Digital Media Has a Misinformation Problem—but It's an Opportunity for...

Opinion | Digital Learning in Higher Ed

Digital Media Has a Misinformation Problem—but It's an Opportunity for Teaching.

By Jennifer Sparrow     Dec 13, 2018

Digital Media Has a Misinformation Problem—but It's an Opportunity for Teaching.

Jennifer Sparrow was nominated to share her thoughts by futurist Bryan Alexander, who wrote for the project in 2017.

As senior director for Teaching and Learning with Technology at Penn State, I see both opportunities and challenges around where technology and learning intersect. But one of the most pressing barriers I’ve come across—on campus and off—has to do with processing the information we read online everyday, and teaching students how to think critically about sources as well as how to share and articulate credible information.

Research has shown that 50 percent of college students spend a minimum of five hours each week on social media. These social channels feed information from news outlets, private bloggers, friends and family, and myriad other sources that are often curated based on the user's interests. But what really makes social media a tricky resource for students and educators alike is that most companies don’t view themselves as content publishers. This position essentially absolves social media platforms of the responsibility to monitor what their users share, and that can allow false even harmful information to circulate.

Students at all levels will continue to consume information digitally, whether that’s in class or at home. As educators, our responsibility is to begin to answer questions such as: “How do we help students become better consumers of information, data, and communication?” Fluency in each of these areas is integral to 21st century-citizenry, for which we must prepare students.

What’s more: if we are to discover the next steps for edtech, we must first understand the challenges that students face in today’s digital and tech-enabled environment.

At Penn State, particularly within the Teaching and Learning with Technology, we strive to focus on understanding human problems and using available technology to solve them. In the same way that high-performing athletes achieve success in their sport by practicing skills often, we must provide students with ample opportunities to process information and data and then communicate their new knowledge to appropriate audiences. Employers frequently cite written and verbal communication skills among the most desired qualities in college graduates, and digital technology unceasingly gives us new ways to distribute and receive information.

Here is where technology and pedagogy comes in. When coursework provides students with opportunities to consume information, assess its accuracy and usefulness, derive knowledge from that information, and communicate their findings to an audience, they build skills that will serve them well in their personal and professional lives. If students understand what it takes to publish verified and trustworthy content, they can apply critical thinking to any kind of media that they consume.

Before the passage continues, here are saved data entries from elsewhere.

use crate::model::Report;
use std::path::Path;
use tabled::{settings::Style, Table, Tabled};

#[derive(Tabled)]
struct FindingRow {
    #[tabled(rename = "Package")]
    package: String,
    #[tabled(rename = "Version")]
    version: String,
    #[tabled(rename = "Repo")]
    repo: String,
    #[tabled(rename = "Path")]
    path: String,
}

/// Prints a table of located artifacts, if any.
pub fn print_findings_table(report: &Report) {
    let rows: Vec<FindingRow> = report
        .found_rows()
        .map(|r| FindingRow {
            package: truncate(&r.package, 40),
            version: r.version.clone(),
            repo: truncate(&r.repo, 30),
            path: truncate(&r.path, 60),
        })
        .collect();

    if rows.is_empty() {
        return;
    }

    println!();
    println!("\x1b[31mCompromised artifacts present in repository:\x1b[0m");
    println!();
    let table = Table::new(rows).with(Style::rounded()).to_string();
    println!("{}", table);
}

pub fn print_summary(report: &Report, written_to: Option<&Path>) {
    let summary = report.summary();

    println!();
    println!(
        "Audit completed at: {}",
        report.generated_at.format("%Y-%m-%d %H:%M:%S UTC")
    );
    println!(
        "  Candidates checked: {}/{}",
        summary.checked_candidates, summary.total_candidates
    );

    if summary.found_candidates > 0 {
        println!(
            "  \x1b[31mFOUND: {} candidates ({} artifacts)\x1b[0m",
            summary.found_candidates, summary.found_artifacts
        );
    } else {
        println!("  \x1b[32mFOUND: 0 candidates\x1b[0m");
    }
    println!("  NOT_FOUND: {}", summary.not_found);
    if summary.errors > 0 {
        println!("  \x1b[33mERROR: {}\x1b[0m", summary.errors);
    } else {
        println!("  ERROR: 0");
    }

    if let Some(reason) = &report.interrupted {
        println!();
        println!("\x1b[33mPARTIAL REPORT: audit {}\x1b[0m", reason);
    }

    if let Some(path) = written_to {
        println!();
        println!("Report written to: {}", path.display());
    }
}

fn truncate(s: &str, max_len: usize) -> String {
    if s.chars().count() <= max_len {
        s.to_string()
    } else {
        let kept: String = s.chars().take(max_len - 3).collect();
        format!("{}...", kept)
    }
}

#[cfg(test)]
mod tests {
    use super::*;

    #[test]
    fn test_truncate() {
        assert_eq!(truncate("short", 10), "short");
        assert_eq!(truncate("a-very-long-package-name", 10), "a-very-...");
    }

    #[test]
    fn test_truncate_multibyte() {
        assert_eq!(truncate("ééééééé", 5), "éé...");
    }
}
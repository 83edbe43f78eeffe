//! Bounded-concurrency query dispatch.
//!
//! [`Dispatcher::dispatch`] issues one search per candidate with at most
//! `concurrency` calls in flight, applying a per-call timeout and the
//! [`RetryPolicy`]. Outcomes come back as a stream in completion order,
//! tagged with the candidate's position so they can be put back in order.
//!
//! # Example
//!
//! ```no_run
//! use artifact_audit::dispatch::{DispatchOptions, Dispatcher};
//! use artifact_audit::model::Candidate;
//! use artifact_audit::search::AqlSearch;
//! use futures::StreamExt;
//! use std::sync::Arc;
//! use tokio_util::sync::CancellationToken;
//!
//! #[tokio::main]
//! async fn main() -> anyhow::Result<()> {
//!     let search = AqlSearch::new("https://acme.jfrog.io/artifactory", "token")?;
//!     let dispatcher = Dispatcher::new(Arc::new(search), DispatchOptions::default());
//!
//!     let candidates = vec![Candidate::new("@foo/bar", "1.0.0")];
//!     let mut outcomes = Box::pin(dispatcher.dispatch(&candidates, CancellationToken::new()));
//!     while let Some(dispatched) = outcomes.next().await {
//!         println!("{}: {:?}", candidates[dispatched.index], dispatched.outcome);
//!     }
//!     Ok(())
//! }
//! ```

mod retry;

pub use retry::RetryPolicy;

use crate::error::QueryError;
use crate::model::{Candidate, QueryOutcome};
use crate::search::ArtifactSearch;
use futures::stream::{self, Stream, StreamExt};
use std::sync::Arc;
use std::time::Duration;
use tokio_util::sync::CancellationToken;
use tracing::debug;

/// Tuning for a dispatch run.
#[derive(Debug, Clone, Copy, PartialEq, Eq)]
pub struct DispatchOptions {
    /// Maximum number of calls in flight. Zero is treated as one.
    pub concurrency: usize,
    /// Upper bound on a single call. Exceeding it counts as a transport failure.
    pub timeout: Duration,
    pub retry: RetryPolicy,
}

impl Default for DispatchOptions {
    fn default() -> Self {
        Self {
            concurrency: 8,
            timeout: Duration::from_secs(30),
            retry: RetryPolicy::default(),
        }
    }
}

/// An outcome tagged with the index of its candidate.
#[derive(Debug, Clone, PartialEq, Eq)]
pub struct Dispatched {
    pub index: usize,
    pub outcome: QueryOutcome,
}

pub struct Dispatcher {
    search: Arc<dyn ArtifactSearch>,
    options: DispatchOptions,
}

impl Dispatcher {
    pub fn new(search: Arc<dyn ArtifactSearch>, options: DispatchOptions) -> Self {
        Self { search, options }
    }

    pub fn options(&self) -> &DispatchOptions {
        &self.options
    }

    /// Queries every candidate and yields outcomes as they complete.
    ///
    /// Once `cancel` fires no further calls are started; calls already in
    /// flight run to completion (or time out) and are still yielded, so the
    /// stream may end with fewer items than `candidates`.
    pub fn dispatch<'a>(
        &'a self,
        candidates: &'a [Candidate],
        cancel: CancellationToken,
    ) -> impl Stream<Item = Dispatched> + 'a {
        let stop = cancel.clone().cancelled_owned();

        stream::iter(candidates.iter().enumerate())
            .take_until(stop)
            .map(move |(index, candidate)| {
                let cancel = cancel.clone();
                async move {
                    let outcome = self.query(candidate, &cancel).await;
                    Dispatched { index, outcome }
                }
            })
            .buffer_unordered(self.options.concurrency.max(1))
    }

    /// Looks up a single candidate with timeout and retries applied.
    pub async fn query(&self, candidate: &Candidate, cancel: &CancellationToken) -> QueryOutcome {
        let search = self.search.as_ref();
        let timeout = self.options.timeout;
        let filename = candidate.filename.as_str();

        debug!(filename, package = %candidate.package, "Querying repository");

        let result = self
            .options
            .retry
            .run(filename, cancel, move || async move {
                match tokio::time::timeout(timeout, search.find(filename)).await {
                    Ok(result) => result,
                    Err(_) => Err(QueryError::Timeout(timeout)),
                }
            })
            .await;

        match result {
            Ok(locations) => QueryOutcome::from_locations(locations),
            Err(err) => QueryOutcome::Failed(err),
        }
    }
}

#[cfg(test)]
pub(crate) mod testing {
    //! Scripted search backend for dispatcher and audit tests.

    use super::*;
    use crate::model::Location;
    use async_trait::async_trait;
    use std::collections::HashMap;
    use std::sync::atomic::{AtomicUsize, Ordering};
    use std::sync::Mutex;

    /// What the fake returns for one filename, call by call.
    #[derive(Clone)]
    pub enum Reply {
        Locations(Vec<Location>),
        Fail(QueryError),
        /// Sleeps before answering with no results.
        Slow(Duration),
    }

    #[derive(Default)]
    pub struct FakeSearch {
        /// Replies per filename; the last reply repeats once the script runs out.
        script: Mutex<HashMap<String, Vec<Reply>>>,
        calls: Mutex<HashMap<String, usize>>,
        in_flight: AtomicUsize,
        pub max_in_flight: AtomicUsize,
        /// Per-call delay so concurrent calls overlap.
        pub delay: Duration,
    }

    impl FakeSearch {
        pub fn new() -> Self {
            Self::default()
        }

        pub fn with_delay(mut self, delay: Duration) -> Self {
            self.delay = delay;
            self
        }

        pub fn script(self, filename: &str, replies: Vec<Reply>) -> Self {
            self.script
                .lock()
                .unwrap()
                .insert(filename.to_string(), replies);
            self
        }

        pub fn calls(&self, filename: &str) -> usize {
            self.calls.lock().unwrap().get(filename).copied().unwrap_or(0)
        }

        pub fn total_calls(&self) -> usize {
            self.calls.lock().unwrap().values().sum()
        }

        fn next_reply(&self, filename: &str) -> Reply {
            let call = {
                let mut calls = self.calls.lock().unwrap();
                let count = calls.entry(filename.to_string()).or_insert(0);
                *count += 1;
                *count
            };
            let script = self.script.lock().unwrap();
            match script.get(filename) {
                Some(replies) if !replies.is_empty() => {
                    replies[(call - 1).min(replies.len() - 1)].clone()
                }
                _ => Reply::Locations(Vec::new()),
            }
        }
    }

    #[async_trait]
    impl ArtifactSearch for FakeSearch {
        fn name(&self) -> &'static str {
            "fake"
        }

        async fn find(&self, filename: &str) -> Result<Vec<Location>, QueryError> {
            let now = self.in_flight.fetch_add(1, Ordering::SeqCst) + 1;
            self.max_in_flight.fetch_max(now, Ordering::SeqCst);

            let reply = self.next_reply(filename);
            if !self.delay.is_zero() {
                tokio::time::sleep(self.delay).await;
            }
            let result = match reply {
                Reply::Locations(locations) => Ok(locations),
                Reply::Fail(err) => Err(err),
                Reply::Slow(d) => {
                    tokio::time::sleep(d).await;
                    Ok(Vec::new())
                }
            };

            self.in_flight.fetch_sub(1, Ordering::SeqCst);
            result
        }
    }
}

At Penn State, we employ many different technologies that help students practice their 21st-century digital skills. In English 202C, a technical writing course, students use our Invention Studio and littleBits to practice inventing their own electronic devices, write instructions for how to construct the device, and have classmates reproduce the invention. With this project they can gather information to inform their design, develop technical skills, and learn to articulate their design and product to users.

The proliferation of mobile devices and high-speed Wi-Fi have made videos a common outlet for information-sharing. To keep up with the changing means of communication, Penn State campuses are equipped with One Button Studio, where students can learn to produce professional-quality video. With this, students must learn how to take information and translate it into a visual medium in a way that will best benefit the intended audience. They can also use the studios to hone their presentation or interview skills by recording practice sessions and then reviewing the footage.

In our current climate, college graduates continue to struggle under the weight of student debt, the cost of attendance continues to outpace the rate of inflation, and confidence in how America’s higher education system operates continues to decline. While we must address these issues with urgency, it is imperative to keep creative, relevant pedagogy at the forefront of education and learning. Ample faculty support and co-curricular opportunities for students to grow their digital skills will help 21st century teaching strategies come to life.